Wherever the string "expect" appears in the entries below, return the line that holds it.

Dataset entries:
**********
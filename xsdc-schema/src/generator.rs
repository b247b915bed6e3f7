//! Generation of the typed schema from the compiled model.
//!
//! Runs once after every document has been read. The root pass validates
//! the top-level elements and names complex types after the elements using
//! them. The generation pass then walks the complex types reachable from
//! the top-level elements depth first, creating each record before the
//! records of its fields are filled in so forward and mutual references
//! resolve.

use crate::error::{ErrorInfo, SchemaError};
use crate::model::{ElementId, SchemaModel, TypeId};
use crate::namespace::NamespaceId;
use tracing::Level;
use xsdc_core::{
    Constraint, DefaultValue, ElemType, FieldDef, FormattingMode, RecordId, RecordKind, Schema,
};

/// Name prefixes that mark generated names.
const RECORD_PREFIX: &str = "RECORD_";
const ENUMERATION_PREFIX: &str = "ENUMERATION_";
const FIELD_PREFIX: &str = "FIELD_";

/// Builds a [`Schema`] from a [`SchemaModel`].
pub struct SchemaGenerator<'a> {
    model: &'a mut SchemaModel,
    schema: &'a mut Schema,
    error: &'a mut ErrorInfo,
    source: &'a str,
}

impl<'a> SchemaGenerator<'a> {
    /// Creates a generator.
    ///
    /// # Arguments
    /// * `model` - Model filled by the content handler
    /// * `schema` - Output schema; cleared before generation
    /// * `error` - Session diagnostic slot
    /// * `source` - Location reported with generation diagnostics
    pub fn new(
        model: &'a mut SchemaModel,
        schema: &'a mut Schema,
        error: &'a mut ErrorInfo,
        source: &'a str,
    ) -> Self {
        Self {
            model,
            schema,
            error,
            source,
        }
    }

    fn set_error(&mut self, error: SchemaError) {
        self.error.record(&error, self.source, 0, 0);
    }

    /// Generates records and enumerations for the top-level elements.
    pub fn generate(&mut self) {
        self.schema.clear();

        for (symbol, element) in self.model.top_level_elements() {
            if let Err(error) = self.check_element("root", &symbol.local_name, element) {
                self.set_error(error);
                return;
            }
            let Some(mut type_id) = self.model.element_type(element) else {
                continue;
            };
            if !self.model.is_complex(type_id) || self.model.schema_type(type_id).symbol == symbol {
                continue;
            }

            // A type used by two root elements gets one copy per element.
            if self.model.schema_type(type_id).override_symbol.is_some() {
                type_id = self.model.clone_type(type_id);
                self.model.element_mut(element).set_type(type_id);
                tracing::debug!(element = %symbol.local_name, "cloned shared type");
            }
            self.model.schema_type_mut(type_id).override_symbol = Some(symbol);
        }

        if tracing::enabled!(Level::TRACE) {
            for type_id in self.model.types_by_symbol() {
                tracing::trace!("Type {}", self.model.display_type(type_id));
            }
        }

        for (_, element) in self.model.top_level_elements() {
            if let Some(type_id) = self.model.element_type(element)
                && self.model.is_complex(type_id)
            {
                self.generate_type_tree(type_id);
            }
        }
    }

    /// Validates the type and occurrence bounds of an element.
    fn check_element(
        &self,
        record: &str,
        name: &str,
        element: ElementId,
    ) -> Result<(), SchemaError> {
        let record = record.to_string();
        let name = name.to_string();
        let schema_element = self.model.element(element);
        if !schema_element.is_defined() {
            return Err(SchemaError::NoTypeSpecified {
                record,
                element: name,
            });
        }
        let Some(type_id) = self.model.element_type(element) else {
            return Err(SchemaError::NoIndirectType {
                record,
                element: name,
            });
        };
        let Some(descriptor) = self.model.descriptor(type_id) else {
            return Err(SchemaError::UndefinedType {
                type_name: self.model.schema_type(type_id).symbol.local_name.clone(),
                record,
                element: name,
            });
        };
        if schema_element.min_occurs < 0 {
            return Err(SchemaError::InvalidMinOccurs {
                record,
                element: name,
            });
        }
        if schema_element.min_occurs > schema_element.max_occurs {
            return Err(SchemaError::MaxBelowMin {
                record,
                element: name,
            });
        }
        if schema_element.max_occurs > 1 && descriptor.elem_type.is_array() {
            return Err(SchemaError::RepeatedArray {
                record,
                element: name,
            });
        }
        Ok(())
    }

    fn generate_type_tree(&mut self, type_id: TypeId) {
        let Some(descriptor) = self.model.descriptor(type_id) else {
            let name = self.model.schema_type(type_id).symbol.local_name.clone();
            self.set_error(SchemaError::NoDefinition { name });
            return;
        };
        if descriptor.is_complex() {
            self.model.sort_attributes_before_elements(type_id);
            self.generate_record(type_id);
        } else if !self.model.schema_type(type_id).enumerators.is_empty() {
            self.generate_enumeration(type_id);
        }
    }

    fn generate_enumeration(&mut self, type_id: TypeId) {
        let schema_type = self.model.schema_type(type_id);
        if schema_type.enumeration.is_some() {
            return;
        }
        let name = schema_type.output_symbol().local_name.clone();
        let unnamed = name.is_empty() || name.starts_with(' ') || name.starts_with(ENUMERATION_PREFIX);

        let enumeration = match self.schema.create_enumeration((!unnamed).then_some(name.as_str())) {
            Ok(enumeration) => enumeration,
            Err(_) => {
                self.set_error(SchemaError::NameCollision { name });
                return;
            }
        };
        tracing::debug!(name = %name, "generated enumeration");

        let schema_type = self.model.schema_type_mut(type_id);
        schema_type.enumeration = Some(enumeration);
        let definition = self.schema.enumeration_mut(enumeration);
        for (value, id) in &schema_type.enumerators {
            if definition.add_enumerator(value.as_str(), *id).is_err() {
                let warning = SchemaError::DuplicateEnumerator {
                    enumeration: name.clone(),
                    name: value.clone(),
                };
                self.error.record(&warning, self.source, 0, 0);
            }
        }
        if !schema_type.preserve_enum_ids {
            definition.alphabetize();
        }
    }

    fn generate_record(&mut self, type_id: TypeId) {
        let schema_type = self.model.schema_type(type_id);
        if schema_type.record.is_some() {
            return;
        }
        let symbol = schema_type.output_symbol();
        let record_name = symbol.local_name.clone();
        let unnamed = record_name.is_empty()
            || symbol.namespace_id == NamespaceId::ANONYMOUS
            || record_name.starts_with(RECORD_PREFIX);
        let kind = if self.model.is_choice(type_id) {
            RecordKind::Choice
        } else {
            RecordKind::Sequence
        };

        let record = match self
            .schema
            .create_record((!unnamed).then_some(record_name.as_str()), kind)
        {
            Ok(record) => record,
            Err(_) => {
                self.set_error(SchemaError::NameCollision { name: record_name });
                return;
            }
        };
        self.model.schema_type_mut(type_id).record = Some(record);
        tracing::debug!(name = %record_name, kind = kind.name(), "generated record");

        // Records of all reachable complex types exist before any field
        // refers to them.
        let fields = self.model.schema_type(type_id).fields.clone();
        for (field_name, element) in &fields {
            let field_type = self.model.element_type(*element);
            if field_type == Some(type_id) {
                continue;
            }
            if let Err(error) = self.check_element(&record_name, field_name, *element) {
                self.set_error(error);
                return;
            }
            if let Some(field_type) = field_type {
                self.generate_type_tree(field_type);
            }
        }

        for (field_name, element) in &fields {
            self.generate_field(record, &record_name, field_name, *element);
        }
    }

    fn generate_field(
        &mut self,
        record: RecordId,
        record_name: &str,
        field_name: &str,
        element: ElementId,
    ) {
        let Some(field_type) = self.model.element_type(element) else {
            return;
        };
        let schema_element = self.model.element(element);
        let unnamed = schema_element
            .formatting_mode
            .contains(FormattingMode::UNTAGGED)
            || field_name.is_empty()
            || field_name.starts_with(FIELD_PREFIX);
        let (min_occurs, max_occurs) = (schema_element.min_occurs, schema_element.max_occurs);
        let id = schema_element.id;
        let default_text = schema_element.default_value.clone();
        let element_mode = schema_element.formatting_mode;

        let mut elem_type = self.model.element_elem_type(element);
        if elem_type == ElemType::Void {
            self.set_error(SchemaError::NoType {
                record: record_name.to_string(),
                field: field_name.to_string(),
            });
            return;
        }

        let mut constraint = None;
        if let Some(nested) = self.model.schema_type(field_type).record {
            elem_type = match (self.schema.record(nested).kind, max_occurs == 1) {
                (RecordKind::Choice, true) => ElemType::Choice,
                (RecordKind::Choice, false) => ElemType::ChoiceArray,
                (RecordKind::Sequence, true) => ElemType::List,
                (RecordKind::Sequence, false) => ElemType::Table,
            };
            constraint = Some(Constraint::Record(nested));
        }

        let Some(descriptor) = self.model.descriptor(field_type) else {
            return;
        };
        let mut formatting_mode = element_mode | descriptor.formatting_mode;
        if self.model.is_list(field_type) {
            formatting_mode.insert(FormattingMode::LIST);
        }

        let mut field = FieldDef::new(elem_type);
        if !default_text.is_empty() && !elem_type.is_aggregate() {
            match DefaultValue::parse(elem_type, &default_text) {
                Ok(value) => field.default_value = Some(value),
                Err(_) => self.set_error(SchemaError::InvalidDefault {
                    value: default_text.clone(),
                    record: record_name.to_string(),
                    field: field_name.to_string(),
                }),
            }
        }

        // Repeated fields are empty arrays when absent and defaulted fields
        // are never absent.
        let nullable = min_occurs == 0 && max_occurs <= 1 && field.default_value.is_none();

        let enumeration = self.model.schema_type(field_type).enumeration;
        if formatting_mode.contains(FormattingMode::NILLABLE)
            && elem_type.is_array()
            && default_text.is_empty()
        {
            // A table of one nillable column lets single items be null.
            let wrapper = match self.schema.create_record(None, RecordKind::Sequence) {
                Ok(wrapper) => wrapper,
                Err(error) => {
                    self.set_error(error.into());
                    return;
                }
            };
            let mut item = FieldDef::new(elem_type.from_array());
            item.formatting_mode = FormattingMode::NILLABLE;
            item.constraint = enumeration.map(Constraint::Enumeration);
            if let Err(error) = self.schema.append_field(wrapper, item) {
                self.set_error(error.into());
                return;
            }
            field = FieldDef::new(ElemType::Table);
            constraint = Some(Constraint::Record(wrapper));
        } else if constraint.is_none()
            && let Some(enumeration) = enumeration
        {
            constraint = Some(Constraint::Enumeration(enumeration));
        }

        field.name = (!unnamed).then(|| field_name.to_string());
        field.id = id;
        field.constraint = constraint;
        field.nullable = nullable;
        field.formatting_mode = formatting_mode;
        if self.schema.append_field(record, field).is_err() {
            self.set_error(SchemaError::DuplicateField {
                record: record_name.to_string(),
                field: field_name.to_string(),
            });
        }
    }
}
//! Built-in XML Schema data types.
//!
//! Each built-in type maps to the closest element type able to hold its
//! values. Facet constraints are not carried over. Unsigned types map to the
//! next larger signed type. Types with no equivalent map to
//! [`ElemType::Void`] and are rejected when referenced.

use xsdc_core::{ElemType, FormattingMode};
use FormattingMode as Fm;

/// Facts about a built-in XML type.
#[derive(Debug, Clone, Copy, PartialEq, Eq)]
pub struct XmlTypeDescriptor {
    /// Local name in the XML Schema namespace.
    pub name: &'static str,
    /// Element type of values.
    pub elem_type: ElemType,
    /// Largest value or length.
    pub max_value: u64,
    /// Intrinsic formatting mode.
    pub formatting_mode: FormattingMode,
}

impl XmlTypeDescriptor {
    const fn new(
        name: &'static str,
        elem_type: ElemType,
        max_value: u64,
        formatting_mode: FormattingMode,
    ) -> Self {
        Self {
            name,
            elem_type,
            max_value,
            formatting_mode,
        }
    }

    /// Returns true for the descriptor shared by all complex types.
    #[must_use]
    pub fn is_complex(&self) -> bool {
        std::ptr::eq(self, &COMPLEX_TYPE_DESCRIPTOR)
    }
}

const INT_MAX: u64 = i32::MAX as u64;
const UNBOUNDED: u64 = u64::MAX;

/// The built-in types of XML Schema part 2.
pub static KNOWN_TYPES: [XmlTypeDescriptor; 46] = [
    XmlTypeDescriptor::new("ENTITIES", ElemType::StringArray, UNBOUNDED, Fm::LIST),
    XmlTypeDescriptor::new("ENTITY", ElemType::String, UNBOUNDED, Fm::DEFAULT),
    XmlTypeDescriptor::new("ID", ElemType::String, UNBOUNDED, Fm::DEFAULT),
    XmlTypeDescriptor::new("IDREF", ElemType::String, UNBOUNDED, Fm::DEFAULT),
    XmlTypeDescriptor::new("IDREFS", ElemType::StringArray, UNBOUNDED, Fm::LIST),
    XmlTypeDescriptor::new("NCName", ElemType::String, UNBOUNDED, Fm::DEFAULT),
    XmlTypeDescriptor::new("NMTOKEN", ElemType::String, UNBOUNDED, Fm::DEFAULT),
    XmlTypeDescriptor::new("NMTOKENS", ElemType::StringArray, UNBOUNDED, Fm::LIST),
    XmlTypeDescriptor::new("NOTATION", ElemType::Void, 0, Fm::DEFAULT),
    XmlTypeDescriptor::new("QName", ElemType::String, UNBOUNDED, Fm::DEFAULT),
    XmlTypeDescriptor::new("anySimpleType", ElemType::Void, 0, Fm::DEFAULT),
    XmlTypeDescriptor::new("anyType", ElemType::Void, 0, Fm::DEFAULT),
    XmlTypeDescriptor::new("anyURI", ElemType::String, UNBOUNDED, Fm::DEFAULT),
    XmlTypeDescriptor::new("base64Binary", ElemType::CharArray, INT_MAX, Fm::BASE64),
    XmlTypeDescriptor::new("boolean", ElemType::Bool, 1, Fm::DEFAULT),
    XmlTypeDescriptor::new("byte", ElemType::Char, 127, Fm::DEC),
    XmlTypeDescriptor::new("date", ElemType::DateTz, INT_MAX, Fm::DEFAULT),
    XmlTypeDescriptor::new("dateTime", ElemType::DatetimeTz, INT_MAX, Fm::DEFAULT),
    XmlTypeDescriptor::new("decimal", ElemType::Double, INT_MAX, Fm::DEC),
    XmlTypeDescriptor::new("double", ElemType::Double, INT_MAX, Fm::DEFAULT),
    XmlTypeDescriptor::new("duration", ElemType::Void, 0, Fm::DEFAULT),
    XmlTypeDescriptor::new("float", ElemType::Float, INT_MAX, Fm::DEFAULT),
    XmlTypeDescriptor::new("gDay", ElemType::Void, 0, Fm::DEFAULT),
    XmlTypeDescriptor::new("gMonth", ElemType::Void, 0, Fm::DEFAULT),
    XmlTypeDescriptor::new("gMonthDay", ElemType::Void, 0, Fm::DEFAULT),
    XmlTypeDescriptor::new("gYear", ElemType::Void, 0, Fm::DEFAULT),
    XmlTypeDescriptor::new("gYearMonth", ElemType::Void, 0, Fm::DEFAULT),
    XmlTypeDescriptor::new("hexBinary", ElemType::CharArray, INT_MAX, Fm::HEX),
    XmlTypeDescriptor::new("int", ElemType::Int, INT_MAX, Fm::DEFAULT),
    XmlTypeDescriptor::new("integer", ElemType::Int64, UNBOUNDED, Fm::DEFAULT),
    XmlTypeDescriptor::new("language", ElemType::String, UNBOUNDED, Fm::DEFAULT),
    XmlTypeDescriptor::new("long", ElemType::Int64, UNBOUNDED, Fm::DEFAULT),
    XmlTypeDescriptor::new("Name", ElemType::String, UNBOUNDED, Fm::DEFAULT),
    XmlTypeDescriptor::new("negativeInteger", ElemType::Int64, UNBOUNDED, Fm::DEFAULT),
    XmlTypeDescriptor::new("nonNegativeInteger", ElemType::Int64, UNBOUNDED, Fm::DEFAULT),
    XmlTypeDescriptor::new("nonPositiveInteger", ElemType::Int64, UNBOUNDED, Fm::DEFAULT),
    XmlTypeDescriptor::new("normalizedString", ElemType::String, UNBOUNDED, Fm::DEFAULT),
    XmlTypeDescriptor::new("positiveInteger", ElemType::Int64, UNBOUNDED, Fm::DEFAULT),
    XmlTypeDescriptor::new("short", ElemType::Short, i16::MAX as u64, Fm::DEFAULT),
    XmlTypeDescriptor::new("string", ElemType::String, UNBOUNDED, Fm::DEFAULT),
    XmlTypeDescriptor::new("time", ElemType::TimeTz, INT_MAX, Fm::DEFAULT),
    XmlTypeDescriptor::new("token", ElemType::String, UNBOUNDED, Fm::DEFAULT),
    XmlTypeDescriptor::new("unsignedByte", ElemType::Short, 255, Fm::DEFAULT),
    XmlTypeDescriptor::new("unsignedInt", ElemType::Int64, UNBOUNDED, Fm::DEFAULT),
    XmlTypeDescriptor::new("unsignedLong", ElemType::Int64, UNBOUNDED, Fm::DEFAULT),
    XmlTypeDescriptor::new("unsignedShort", ElemType::Int, u16::MAX as u64, Fm::DEFAULT),
];

/// Descriptor shared by all complex types.
pub static COMPLEX_TYPE_DESCRIPTOR: XmlTypeDescriptor =
    XmlTypeDescriptor::new("complexType", ElemType::List, INT_MAX, Fm::DEFAULT);

/// Looks up a built-in type by local name.
#[must_use]
pub fn lookup(name: &str) -> Option<&'static XmlTypeDescriptor> {
    KNOWN_TYPES.iter().find(|descriptor| descriptor.name == name)
}

/// Returns the descriptor of the built-in `string` type.
#[must_use]
pub fn string_descriptor() -> &'static XmlTypeDescriptor {
    &KNOWN_TYPES[39]
}

#[cfg(test)]
mod tests {
    use super::*;
    use std::collections::HashSet;

    #[test]
    fn test_names_are_unique() {
        let names: HashSet<_> = KNOWN_TYPES.iter().map(|d| d.name).collect();
        assert_eq!(names.len(), KNOWN_TYPES.len());
    }

    #[test]
    fn test_lookup() {
        let byte = lookup("byte").expect("byte");
        assert_eq!(byte.elem_type, ElemType::Char);
        assert_eq!(byte.formatting_mode, FormattingMode::DEC);
        assert_eq!(lookup("Name").expect("Name").elem_type, ElemType::String);
        assert_eq!(lookup("unsignedShort").expect("ushort").max_value, 65535);
        assert_eq!(lookup("duration").expect("duration").elem_type, ElemType::Void);
        assert!(lookup("complexType").is_none());
    }

    #[test]
    fn test_string_descriptor() {
        assert_eq!(string_descriptor().name, "string");
        assert!(!string_descriptor().is_complex());
        assert!(COMPLEX_TYPE_DESCRIPTOR.is_complex());
    }

    #[test]
    fn test_unsupported_types_are_void() {
        let void: Vec<_> = KNOWN_TYPES
            .iter()
            .filter(|d| d.elem_type == ElemType::Void)
            .map(|d| d.name)
            .collect();
        assert_eq!(
            void,
            [
                "NOTATION",
                "anySimpleType",
                "anyType",
                "duration",
                "gDay",
                "gMonth",
                "gMonthDay",
                "gYear",
                "gYearMonth"
            ]
        );
    }
}
impl SchemaResolver for FsResolver {
    fn resolve(&mut self, location: &str, _target_namespace: &str) -> Option<Box<dyn Read>> {
        let path = Path::new(location);
        let path = if path.is_absolute() {
            path.to_path_buf()
        } else {
            self.base.join(path)
        };
        match File::open(&path) {
            Ok(file) => Some(Box::new(BufReader::new(file))),
            Err(e) => {
                tracing::debug!(path = %path.display(), error = %e, "cannot open schema");
                None
            }
        }
    }
}

/// Resolves locations from an in-memory document map.
#[derive(Debug, Clone, Default)]
pub struct MemoryResolver {
    documents: HashMap<String, String>,
}

impl MemoryResolver {
    /// Creates an empty resolver.
    #[must_use]
    pub fn new() -> Self {
        Self::default()
    }

    /// Adds a document.
    pub fn insert(&mut self, location: impl Into<String>, text: impl Into<String>) {
        self.documents.insert(location.into(), text.into());
    }

    /// Adds a document, builder style.
    #[must_use]
    pub fn with(mut self, location: impl Into<String>, text: impl Into<String>) -> Self {
        self.insert(location, text);
        self
    }
}

impl SchemaResolver for MemoryResolver {
    fn resolve(&mut self, location: &str, _target_namespace: &str) -> Option<Box<dyn Read>> {
        self.documents
            .get(location)
            .map(|text| Box::new(Cursor::new(text.clone().into_bytes())) as Box<dyn Read>)
    }
}
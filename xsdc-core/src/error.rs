//! Error types for typed schema construction.

use crate::types::ElemType;
use thiserror::Error;

/// Error type for building a typed schema.
#[derive(Debug, Clone, PartialEq, Eq, Error)]
pub enum Error {
    /// A record or enumeration with this name already exists.
    #[error("duplicate definition name '{name}'")]
    DuplicateName {
        /// Conflicting name.
        name: String,
    },

    /// A field with this name already exists in the record.
    #[error("duplicate field name '{field}' in record '{record}'")]
    DuplicateFieldName {
        /// Record name, or an index placeholder for unnamed records.
        record: String,
        /// Field name.
        field: String,
    },

    /// A field with this ID already exists in the record.
    #[error("duplicate field id {id} in record '{record}'")]
    DuplicateFieldId {
        /// Record name, or an index placeholder for unnamed records.
        record: String,
        /// Field ID.
        id: i32,
    },

    /// An enumerator with this name or ID already exists.
    #[error("duplicate enumerator '{name}' ({id}) in enumeration '{enumeration}'")]
    DuplicateEnumerator {
        /// Enumeration name, or an index placeholder for unnamed enumerations.
        enumeration: String,
        /// Enumerator name.
        name: String,
        /// Enumerator ID.
        id: i32,
    },

    /// Default value text could not be parsed for the element type.
    #[error("invalid default value '{text}' for type {elem_type}")]
    InvalidDefault {
        /// Target element type.
        elem_type: ElemType,
        /// Offending text.
        text: String,
    },
}

impl Error {
    /// Creates an invalid default value error.
    pub fn invalid_default(elem_type: ElemType, text: impl Into<String>) -> Self {
        Self::InvalidDefault {
            elem_type,
            text: text.into(),
        }
    }
}

/// Result type alias for typed schema operations.
pub type Result<T> = std::result::Result<T, Error>;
**********
Your response:
        let byte = lookup("byte").expect("byte");
        assert_eq!(lookup("Name").expect("Name").elem_type, ElemType::String);
        assert_eq!(lookup("unsignedShort").expect("ushort").max_value, 65535);
        assert_eq!(lookup("duration").expect("duration").elem_type, ElemType::Void);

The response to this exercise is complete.